### DATA LISTING

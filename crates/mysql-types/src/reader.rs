//! Bounds-checked cursor over a row buffer.

use crate::decode::DecodeError;

/// Reads fixed and variable width integers from a byte slice.
///
/// Every read checks the remaining length first and fails with
/// [`DecodeError::Truncated`] instead of panicking.
#[derive(Debug, Clone)]
pub struct RowReader<'a> {
    buf: &'a [u8],
    pos: usize,
}

impl<'a> RowReader<'a> {
    pub fn new(buf: &'a [u8]) -> Self {
        Self { buf, pos: 0 }
    }

    pub fn position(&self) -> usize {
        self.pos
    }

    pub fn remaining(&self) -> usize {
        self.buf.len() - self.pos
    }

    pub fn is_empty(&self) -> bool {
        self.remaining() == 0
    }

    /// Borrow the next `n` bytes and advance past them.
    pub fn take(&mut self, n: usize) -> Result<&'a [u8], DecodeError> {
        if n > self.remaining() {
            return Err(DecodeError::Truncated {
                offset: self.pos,
                needed: n,
                remaining: self.remaining(),
            });
        }
        let slice = &self.buf[self.pos..self.pos + n];
        self.pos += n;
        Ok(slice)
    }

    /// Borrow everything that is left.
    pub fn rest(&mut self) -> &'a [u8] {
        let slice = &self.buf[self.pos..];
        self.pos = self.buf.len();
        slice
    }

    pub fn skip(&mut self, n: usize) -> Result<(), DecodeError> {
        self.take(n).map(|_| ())
    }

    pub fn u8(&mut self) -> Result<u8, DecodeError> {
        Ok(self.take(1)?[0])
    }

    pub fn u16_le(&mut self) -> Result<u16, DecodeError> {
        Ok(self.uint_le(2)? as u16)
    }

    pub fn u32_le(&mut self) -> Result<u32, DecodeError> {
        Ok(self.uint_le(4)? as u32)
    }

    /// Little-endian unsigned integer of `n` bytes (`n <= 8`).
    pub fn uint_le(&mut self, n: usize) -> Result<u64, DecodeError> {
        debug_assert!(n <= 8);
        let bytes = self.take(n)?;
        Ok(bytes
            .iter()
            .rev()
            .fold(0u64, |acc, b| (acc << 8) | u64::from(*b)))
    }

    /// Big-endian unsigned integer of `n` bytes (`n <= 8`).
    pub fn uint_be(&mut self, n: usize) -> Result<u64, DecodeError> {
        debug_assert!(n <= 8);
        let bytes = self.take(n)?;
        Ok(bytes.iter().fold(0u64, |acc, b| (acc << 8) | u64::from(*b)))
    }

    /// Little-endian signed integer of `n` bytes, sign-extended.
    pub fn int_le(&mut self, n: usize) -> Result<i64, DecodeError> {
        let raw = self.uint_le(n)?;
        Ok(sign_extend(raw, n))
    }

    /// Length-encoded integer as used in event bodies.
    pub fn packed_int(&mut self) -> Result<u64, DecodeError> {
        match self.u8()? {
            first @ 0..=0xfa => Ok(u64::from(first)),
            0xfc => self.uint_le(2),
            0xfd => self.uint_le(3),
            0xfe => self.uint_le(8),
            other => Err(DecodeError::Invalid {
                what: "packed integer",
                detail: format!("unexpected prefix byte 0x{other:02x}"),
            }),
        }
    }

    /// Bytes preceded by a little-endian length of `prefix` bytes.
    pub fn length_prefixed(&mut self, prefix: usize) -> Result<&'a [u8], DecodeError> {
        let len = self.uint_le(prefix)? as usize;
        self.take(len)
    }
}

fn sign_extend(raw: u64, n: usize) -> i64 {
    if n == 0 || n >= 8 {
        return raw as i64;
    }
    let shift = 64 - (n * 8) as u32;
    ((raw << shift) as i64) >> shift
}

#[cfg(test)]
mod tests {
    use super::*;

    #[test]
    fn test_fixed_width_reads() {
        let mut reader = RowReader::new(&[0x01, 0x02, 0x03, 0x04, 0xff]);
        assert_eq!(reader.uint_le(2).unwrap(), 0x0201);
        assert_eq!(reader.uint_be(2).unwrap(), 0x0304);
        assert_eq!(reader.u8().unwrap(), 0xff);
        assert!(reader.is_empty());
    }

    #[test]
    fn test_int24_sign_extension() {
        let mut reader = RowReader::new(&[0xff, 0xff, 0xff, 0x00, 0x00, 0x80]);
        assert_eq!(reader.int_le(3).unwrap(), -1);
        assert_eq!(reader.int_le(3).unwrap(), -8_388_608);
    }

    #[test]
    fn test_packed_int() {
        let mut reader = RowReader::new(&[0x05, 0xfc, 0x10, 0x27, 0xfd, 0x01, 0x00, 0x01]);
        assert_eq!(reader.packed_int().unwrap(), 5);
        assert_eq!(reader.packed_int().unwrap(), 10_000);
        assert_eq!(reader.packed_int().unwrap(), 0x010001);
    }

    #[test]
    fn test_truncated_read_is_an_error() {
        let mut reader = RowReader::new(&[0x01]);
        let err = reader.uint_le(4).unwrap_err();
        assert_eq!(
            err,
            DecodeError::Truncated {
                offset: 0,
                needed: 4,
                remaining: 1
            }
        );
        // Failed reads do not advance
        assert_eq!(reader.position(), 0);
    }

    #[test]
    fn test_length_prefixed() {
        let mut reader = RowReader::new(&[0x03, b'a', b'b', b'c', 0x09]);
        assert_eq!(reader.length_prefixed(1).unwrap(), b"abc");
        assert!(reader.length_prefixed(1).is_err());
    }
}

### ASSIGNED TASK
Using the listing above, retype each line exactly.

### SOLUTION FOR THIS TASK
filename crates/mysql-types/src/reader.rs
//! Bounds-checked cursor over a row buffer.

use crate::decode::DecodeError;

/// Reads fixed and variable width integers from a byte slice.
///
/// Every read checks the remaining length first and fails with
/// [`DecodeError::Truncated`] instead of panicking.
#[derive(Debug, Clone)]
pub struct RowReader<'a> {
    buf: &'a [u8],
    pos: usize,
}

impl<'a> RowReader<'a> {
    pub fn new(buf: &'a [u8]) -> Self {
        Self { buf, pos: 0 }
    }

    pub fn position(&self) -> usize {
        self.pos
    }

    pub fn remaining(&self) -> usize {
        self.buf.len() - self.pos
    }

    pub fn is_empty(&self) -> bool {
        self.remaining() == 0
    }

    /// Borrow the next `n` bytes and advance past them.
    pub fn take(&mut self, n: usize) -> Result<&'a [u8], DecodeError> {
        if n > self.remaining() {
            return Err(DecodeError::Truncated {
                offset: self.pos,
                needed: n,
                remaining: self.remaining(),
            });
        }
        let slice = &self.buf[self.pos..self.pos + n];
        self.pos += n;
        Ok(slice)
    }

    /// Borrow everything that is left.
    pub fn rest(&mut self) -> &'a [u8] {
        let slice = &self.buf[self.pos..];
        self.pos = self.buf.len();
        slice
    }

    pub fn skip(&mut self, n: usize) -> Result<(), DecodeError> {
        self.take(n).map(|_| ())
    }

    pub fn u8(&mut self) -> Result<u8, DecodeError> {
        Ok(self.take(1)?[0])
    }

    pub fn u16_le(&mut self) -> Result<u16, DecodeError> {
        Ok(self.uint_le(2)? as u16)
    }

    pub fn u32_le(&mut self) -> Result<u32, DecodeError> {
        Ok(self.uint_le(4)? as u32)
    }

    /// Little-endian unsigned integer of `n` bytes (`n <= 8`).
    pub fn uint_le(&mut self, n: usize) -> Result<u64, DecodeError> {
        debug_assert!(n <= 8);
        let bytes = self.take(n)?;
        Ok(bytes
            .iter()
            .rev()
            .fold(0u64, |acc, b| (acc << 8) | u64::from(*b)))
    }

    /// Big-endian unsigned integer of `n` bytes (`n <= 8`).
    pub fn uint_be(&mut self, n: usize) -> Result<u64, DecodeError> {
        debug_assert!(n <= 8);
        let bytes = self.take(n)?;
        Ok(bytes.iter().fold(0u64, |acc, b| (acc << 8) | u64::from(*b)))
    }

    /// Little-endian signed integer of `n` bytes, sign-extended.
    pub fn int_le(&mut self, n: usize) -> Result<i64, DecodeError> {
        let raw = self.uint_le(n)?;
        Ok(sign_extend(raw, n))
    }

    /// Length-encoded integer as used in event bodies.
    pub fn packed_int(&mut self) -> Result<u64, DecodeError> {
        match self.u8()? {
            first @ 0..=0xfa => Ok(u64::from(first)),
            0xfc => self.uint_le(2),
            0xfd => self.uint_le(3),
            0xfe => self.uint_le(8),
            other => Err(DecodeError::Invalid {
                what: "packed integer",
                detail: format!("unexpected prefix byte 0x{other:02x}"),
            }),
        }
    }

    /// Bytes preceded by a little-endian length of `prefix` bytes.
    pub fn length_prefixed(&mut self, prefix: usize) -> Result<&'a [u8], DecodeError> {
        let len = self.uint_le(prefix)? as usize;
        self.take(len)
    }
}

fn sign_extend(raw: u64, n: usize) -> i64 {
    if n == 0 || n >= 8 {
        return raw as i64;
    }
    let shift = 64 - (n * 8) as u32;
    ((raw << shift) as i64) >> shift
}

#[cfg(test)]
mod tests {
    use super::*;

    #[test]
    fn test_fixed_width_reads() {
        let mut reader = RowReader::new(&[0x01, 0x02, 0x03, 0x04, 0xff]);
        assert_eq!(reader.uint_le(2).unwrap(), 0x0201);
        assert_eq!(reader.uint_be(2).unwrap(), 0x0304);
        assert_eq!(reader.u8().unwrap(), 0xff);
        assert!(reader.is_empty());
    }

    #[test]
    fn test_int24_sign_extension() {
        let mut reader = RowReader::new(&[0xff, 0xff, 0xff, 0x00, 0x00, 0x80]);
        assert_eq!(reader.int_le(3).unwrap(), -1);
        assert_eq!(reader.int_le(3).unwrap(), -8_388_608);
    }

    #[test]
    fn test_packed_int() {
        let mut reader = RowReader::new(&[0x05, 0xfc, 0x10, 0x27, 0xfd, 0x01, 0x00, 0x01]);
        assert_eq!(reader.packed_int().unwrap(), 5);
        assert_eq!(reader.packed_int().unwrap(), 10_000);
        assert_eq!(reader.packed_int().unwrap(), 0x010001);
    }

    #[test]
    fn test_truncated_read_is_an_error() {
        let mut reader = RowReader::new(&[0x01]);
        let err = reader.uint_le(4).unwrap_err();
        assert_eq!(
            err,
            DecodeError::Truncated {
                offset: 0,
                needed: 4,
                remaining: 1
            }
        );
        // Failed reads do not advance
        assert_eq!(reader.position(), 0);
    }

    #[test]
    fn test_length_prefixed() {
        let mut reader = RowReader::new(&[0x03, b'a', b'b', b'c', 0x09]);
        assert_eq!(reader.length_prefixed(1).unwrap(), b"abc");
        assert!(reader.length_prefixed(1).is_err());
    }
}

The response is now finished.